Nadia c’est le genre de série où l’histoire est aussi intéressante devant l’écran que dans les coulisses. La genèse du projet est un récit à lui tout seul. Tout commence dans les années 70 par un projet de Hayao Miyazaki, qui voulait réaliser une série d’aventure à destination de la jeunesse. L’anime devait être réalisé par Miyazaki lui-même, mais rien ne fut finalement produit et après le succès de son Nausicäa en 1984, Miyazaki préférera se consacrer au longs-métrages. Il réutilisera d’ailleurs certaines des idées de ce projet pour Laputa, le premier film du studio Ghibli… Mais ça c’est une autre histoire.

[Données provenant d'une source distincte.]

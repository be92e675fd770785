//! Database schema definitions for DuckDB
//!
//! Same tables and columns as the SQLite backend so the shared queries run
//! unchanged. Foreign keys are left out; DuckDB cannot update rows that are
//! referenced by one.

use crate::backends::duckdb::DuckDbStorage;
use crate::error::StorageError;

const SCHEMA: &str = r#"
    CREATE TABLE IF NOT EXISTS matches (
        match_id VARCHAR PRIMARY KEY,
        source VARCHAR NOT NULL,
        map VARCHAR NOT NULL,
        mode VARCHAR NOT NULL,
        team1_score BIGINT NOT NULL,
        team2_score BIGINT NOT NULL,
        duration_minutes BIGINT NOT NULL,
        ended_at BIGINT NOT NULL,
        round_count BIGINT NOT NULL,
        anomaly_count BIGINT NOT NULL,
        ingested_at BIGINT NOT NULL,
        UNIQUE(ended_at, map)
    );

    CREATE TABLE IF NOT EXISTS rounds (
        round_id VARCHAR PRIMARY KEY,
        match_id VARCHAR NOT NULL,
        round_number BIGINT NOT NULL,
        started_at BIGINT,
        ended_at BIGINT,
        winner VARCHAR,
        reason VARCHAR,
        participants VARCHAR NOT NULL,
        UNIQUE(match_id, round_number)
    );

    CREATE TABLE IF NOT EXISTS match_events (
        event_id VARCHAR PRIMARY KEY,
        match_id VARCHAR NOT NULL,
        round_id VARCHAR,
        sequence BIGINT NOT NULL,
        event_type VARCHAR NOT NULL,
        event_timestamp BIGINT NOT NULL,
        payload VARCHAR NOT NULL,
        orphan BOOLEAN NOT NULL DEFAULT false,
        UNIQUE(match_id, sequence)
    );

    CREATE INDEX IF NOT EXISTS idx_events_type ON match_events(match_id, event_type);

    CREATE TABLE IF NOT EXISTS accolades (
        accolade_id VARCHAR PRIMARY KEY,
        match_id VARCHAR NOT NULL,
        award VARCHAR NOT NULL,
        player_name VARCHAR NOT NULL,
        player_id VARCHAR,
        value DOUBLE NOT NULL,
        position BIGINT NOT NULL,
        score DOUBLE NOT NULL,
        awarded_at BIGINT NOT NULL
    );

    CREATE TABLE IF NOT EXISTS player_snapshots (
        player_id VARCHAR NOT NULL,
        match_id VARCHAR NOT NULL,
        recorded_at BIGINT NOT NULL,
        display_name VARCHAR NOT NULL,
        kills BIGINT NOT NULL,
        deaths BIGINT NOT NULL,
        assists BIGINT NOT NULL,
        headshot_kills BIGINT NOT NULL,
        rounds_played BIGINT NOT NULL,
        clutches_won BIGINT NOT NULL,
        damage_dealt BIGINT NOT NULL,
        matches_played BIGINT NOT NULL,
        rating DOUBLE NOT NULL,
        PRIMARY KEY (player_id, match_id)
    );
"#;

/// Initialize the DuckDB schema
///
/// # Errors
///
/// Returns `StorageError::Migration` if schema initialization fails.
pub async fn initialize_schema(storage: &DuckDbStorage) -> Result<(), StorageError> {
    let conn = storage.conn();

    tokio::task::spawn_blocking(move || {
        let conn = conn.lock();
        conn.execute_batch(SCHEMA)
            .map_err(|e| StorageError::migration("failed to create DuckDB schema", e))
    })
    .await
    .map_err(|e| StorageError::migration("spawn_blocking panicked during schema initialization", e))?
}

Nadia et le Secret de l'Eau Bleue - Screenshot #2NHK, la télévision d'état japonaise, avait toutefois conservé les droits sur le projet de Miyazaki, et décida d’en faire une série "éducative" pour enfants. En 1990, La chaîne le confia à un jeune studio, Gainax, qui n’avait encore jamais réalisé de série télé. Le réalisateur choisi fut Hideaki Anno, un jeune animateur qui avait travaillé avec Miyazaki sur Nausicäa. La dream team Gainax fut mobilisée sur le projet : Anno à la réalisation, Shinji Higuchi et Mahiro Maeda au storyboard, Yoshiyuki Sadamoto au chara-design et Shiro Sagisu à la musique.

La série en elle-même porte clairement la marque de Miyazaki ; une histoire d’aventure dans un ton steampunk, qui prend ses racines dans la fin du XIXe siècle. D'ailleurs le Vingt Mille Lieues Sous les Mers de Jules Verne est explicitement cité comme source originale au début du générique. Un genre de SF old-school très éloigné des épopées spatiales et des robots géants qui obsèdent Anno.

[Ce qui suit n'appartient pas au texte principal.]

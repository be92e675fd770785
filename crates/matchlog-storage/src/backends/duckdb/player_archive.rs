//! Player archive implementation for DuckDB

use duckdb::{params, Connection, Row};

use super::{optional, DuckDbStorage};
use crate::backends::rows::{to_micros, u64_to_sql, SnapshotRow};
use crate::backends::sql;
use crate::error::StorageError;
use crate::types::{PlayerSnapshot, PlayerStats};

fn read_snapshot(row: &Row<'_>) -> duckdb::Result<SnapshotRow> {
    Ok(SnapshotRow {
        player_id: row.get(0)?,
        match_id: row.get(1)?,
        recorded_at: row.get(2)?,
        display_name: row.get(3)?,
        kills: row.get(4)?,
        deaths: row.get(5)?,
        assists: row.get(6)?,
        headshot_kills: row.get(7)?,
        rounds_played: row.get(8)?,
        clutches_won: row.get(9)?,
        damage_dealt: row.get(10)?,
        matches_played: row.get(11)?,
        rating: row.get(12)?,
    })
}

/// Append one snapshot on an open connection or transaction
pub(super) fn insert_snapshot(
    conn: &Connection,
    snapshot: &PlayerSnapshot,
) -> Result<(), StorageError> {
    let stats = &snapshot.stats;
    let match_id = snapshot.match_id.to_string();

    let exists: bool = conn
        .query_row(
            sql::SNAPSHOT_EXISTS,
            params![stats.player_id, match_id],
            |row| row.get::<_, i64>(0).map(|n| n > 0),
        )
        .map_err(|e| StorageError::query("failed to check for existing snapshot", e))?;

    if exists {
        return Err(StorageError::DuplicateSnapshot {
            player_id: stats.player_id.clone(),
            match_id,
        });
    }

    conn.execute(
        sql::INSERT_SNAPSHOT,
        params![
            stats.player_id,
            match_id,
            to_micros(snapshot.recorded_at),
            stats.display_name,
            i64::from(stats.kills),
            i64::from(stats.deaths),
            i64::from(stats.assists),
            i64::from(stats.headshot_kills),
            i64::from(stats.rounds_played),
            i64::from(stats.clutches_won),
            u64_to_sql(stats.damage_dealt),
            i64::from(stats.matches_played),
            stats.rating,
        ],
    )
    .map_err(|e| StorageError::query(format!("failed to archive player {}", stats.player_id), e))?;

    Ok(())
}

impl DuckDbStorage {
    pub(super) async fn archive_player_snapshot_impl(
        &self,
        snapshot: PlayerSnapshot,
    ) -> Result<(), StorageError> {
        let conn = self.conn();

        tokio::task::spawn_blocking(move || {
            let conn = conn.lock();
            insert_snapshot(&conn, &snapshot)
        })
        .await
        .map_err(|e| {
            StorageError::connection("spawn_blocking panicked during archive_player_snapshot", e)
        })?
    }

    pub(super) async fn latest_snapshot_impl(
        &self,
        player_id: &str,
    ) -> Result<Option<PlayerSnapshot>, StorageError> {
        let conn = self.conn();
        let player_id = player_id.to_string();

        tokio::task::spawn_blocking(move || {
            let conn = conn.lock();
            let row = optional(conn.query_row(
                &sql::current_stats(),
                params![player_id],
                read_snapshot,
            ))
                .map_err(|e| StorageError::query("failed to load current stats", e))?;

            row.map(SnapshotRow::into_snapshot).transpose()
        })
        .await
        .map_err(|e| StorageError::connection("spawn_blocking panicked during latest_snapshot", e))?
    }

    pub(super) async fn player_history_impl(
        &self,
        player_id: &str,
    ) -> Result<Vec<PlayerSnapshot>, StorageError> {
        let conn = self.conn();
        let player_id = player_id.to_string();

        tokio::task::spawn_blocking(move || {
            let conn = conn.lock();
            let mut stmt = conn
                .prepare(&sql::player_history())
                .map_err(|e| StorageError::query("failed to prepare history query", e))?;

            let rows = stmt
                .query_map(params![player_id], read_snapshot)
                .map_err(|e| StorageError::query("failed to load player history", e))?
                .collect::<Result<Vec<_>, _>>()
                .map_err(|e| StorageError::query("failed to read snapshot row", e))?;

            rows.into_iter().map(SnapshotRow::into_snapshot).collect()
        })
        .await
        .map_err(|e| StorageError::connection("spawn_blocking panicked during player_history", e))?
    }

    pub(super) async fn leaderboard_impl(
        &self,
        limit: Option<u32>,
    ) -> Result<Vec<PlayerStats>, StorageError> {
        let conn = self.conn();

        tokio::task::spawn_blocking(move || {
            let conn = conn.lock();
            let mut stmt = conn
                .prepare(&sql::leaderboard(limit))
                .map_err(|e| StorageError::query("failed to prepare leaderboard query", e))?;

            let rows = stmt
                .query_map([], read_snapshot)
                .map_err(|e| StorageError::query("failed to load leaderboard", e))?
                .collect::<Result<Vec<_>, _>>()
                .map_err(|e| StorageError::query("failed to read snapshot row", e))?;

            rows.into_iter()
                .map(|r| r.into_snapshot().map(|s| s.stats))
                .collect()
        })
        .await
        .map_err(|e| StorageError::connection("spawn_blocking panicked during leaderboard", e))?
    }
}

Nadia et le Secret de l'Eau Bleue - Screenshot #3Nous sommes donc en 1889, lors de l’exposition universelle de Paris. Jean, un gamin passionné par la science, y rencontre une acrobate employée par un cirque ambulant. Nadia, c’est son nom, porte un pendentif en cristal bleu appelé l’Eau Bleue, et qui recherché par une bande de roublards qui enlèvent la jeune fille. Jean, qui est tombé fou amoureux de cette gymnaste venue d’Afrique, parvient à la sauver et iront ensemble voguer sur l’océan au-devant du danger et de l’aventure.
Au cours de leur périple ils tomberont sur le Nautilus, un sous-marin à la technologie avancée et commandé par le charismatique capitaine Nemo (incarné en japonais par le légendaire doubleur Akio Ohtsuka). Les enfants embarqueront dans le navire et affronteront leurs redoutables ennemis de Néo-Atlantis.

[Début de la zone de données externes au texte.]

//! Player archive implementation for SQLite

use rusqlite::{params, Connection, OptionalExtension, Row};

use super::SqliteStorage;
use crate::backends::rows::{to_micros, u64_to_sql, SnapshotRow};
use crate::backends::sql;
use crate::error::StorageError;
use crate::types::{PlayerSnapshot, PlayerStats};

fn read_snapshot(row: &Row<'_>) -> rusqlite::Result<SnapshotRow> {
    Ok(SnapshotRow {
        player_id: row.get(0)?,
        match_id: row.get(1)?,
        recorded_at: row.get(2)?,
        display_name: row.get(3)?,
        kills: row.get(4)?,
        deaths: row.get(5)?,
        assists: row.get(6)?,
        headshot_kills: row.get(7)?,
        rounds_played: row.get(8)?,
        clutches_won: row.get(9)?,
        damage_dealt: row.get(10)?,
        matches_played: row.get(11)?,
        rating: row.get(12)?,
    })
}

/// Append one snapshot on an open connection or transaction
pub(super) fn insert_snapshot(
    conn: &Connection,
    snapshot: &PlayerSnapshot,
) -> Result<(), StorageError> {
    let stats = &snapshot.stats;
    let match_id = snapshot.match_id.to_string();

    let exists: bool = conn
        .query_row(
            sql::SNAPSHOT_EXISTS,
            params![stats.player_id, match_id],
            |row| row.get::<_, i64>(0).map(|n| n > 0),
        )
        .map_err(|e| StorageError::query("failed to check for existing snapshot", e))?;

    if exists {
        return Err(StorageError::DuplicateSnapshot {
            player_id: stats.player_id.clone(),
            match_id,
        });
    }

    conn.execute(
        sql::INSERT_SNAPSHOT,
        params![
            stats.player_id,
            match_id,
            to_micros(snapshot.recorded_at),
            stats.display_name,
            i64::from(stats.kills),
            i64::from(stats.deaths),
            i64::from(stats.assists),
            i64::from(stats.headshot_kills),
            i64::from(stats.rounds_played),
            i64::from(stats.clutches_won),
            u64_to_sql(stats.damage_dealt),
            i64::from(stats.matches_played),
            stats.rating,
        ],
    )
    .map_err(|e| StorageError::query(format!("failed to archive player {}", stats.player_id), e))?;

    Ok(())
}

impl SqliteStorage {
    pub(super) async fn archive_player_snapshot_impl(
        &self,
        snapshot: PlayerSnapshot,
    ) -> Result<(), StorageError> {
        let conn = self.conn();

        tokio::task::spawn_blocking(move || {
            let conn = conn.lock();
            insert_snapshot(&conn, &snapshot)
        })
        .await
        .map_err(|e| {
            StorageError::connection("spawn_blocking panicked during archive_player_snapshot", e)
        })?
    }

    pub(super) async fn latest_snapshot_impl(
        &self,
        player_id: &str,
    ) -> Result<Option<PlayerSnapshot>, StorageError> {
        let conn = self.conn();
        let player_id = player_id.to_string();

        tokio::task::spawn_blocking(move || {
            let conn = conn.lock();
            let row = conn
                .query_row(&sql::current_stats(), params![player_id], read_snapshot)
                .optional()
                .map_err(|e| StorageError::query("failed to load current stats", e))?;

            row.map(SnapshotRow::into_snapshot).transpose()
        })
        .await
        .map_err(|e| StorageError::connection("spawn_blocking panicked during latest_snapshot", e))?
    }

    pub(super) async fn player_history_impl(
        &self,
        player_id: &str,
    ) -> Result<Vec<PlayerSnapshot>, StorageError> {
        let conn = self.conn();
        let player_id = player_id.to_string();

        tokio::task::spawn_blocking(move || {
            let conn = conn.lock();
            let mut stmt = conn
                .prepare(&sql::player_history())
                .map_err(|e| StorageError::query("failed to prepare history query", e))?;

            let rows = stmt
                .query_map(params![player_id], read_snapshot)
                .map_err(|e| StorageError::query("failed to load player history", e))?
                .collect::<Result<Vec<_>, _>>()
                .map_err(|e| StorageError::query("failed to read snapshot row", e))?;

            rows.into_iter().map(SnapshotRow::into_snapshot).collect()
        })
        .await
        .map_err(|e| StorageError::connection("spawn_blocking panicked during player_history", e))?
    }

    pub(super) async fn leaderboard_impl(
        &self,
        limit: Option<u32>,
    ) -> Result<Vec<PlayerStats>, StorageError> {
        let conn = self.conn();

        tokio::task::spawn_blocking(move || {
            let conn = conn.lock();
            let mut stmt = conn
                .prepare(&sql::leaderboard(limit))
                .map_err(|e| StorageError::query("failed to prepare leaderboard query", e))?;

            let rows = stmt
                .query_map([], read_snapshot)
                .map_err(|e| StorageError::query("failed to load leaderboard", e))?
                .collect::<Result<Vec<_>, _>>()
                .map_err(|e| StorageError::query("failed to read snapshot row", e))?;

            rows.into_iter()
                .map(|r| r.into_snapshot().map(|s| s.stats))
                .collect()
        })
        .await
        .map_err(|e| StorageError::connection("spawn_blocking panicked during leaderboard", e))?
    }
}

Durant cette partie de l’arc du Nautilus, qui correspond aux épisodes 9 à 22, la série prend un tour particulier et l’influence de Gainax se fait plus nettement sentir. Les scénarios s’intéressent aux aventures sous-marines du Nautilus et à ses combats permanents contre Néo-Atlantis et les forces de la nature, dans un schéma qui rappelle pas mal les space-opéras de Leiji Matsumoto. Absolument passionnant, cet arc se conclut par le climax des épisodes 21 et 22 qui constituent le pivot de la série.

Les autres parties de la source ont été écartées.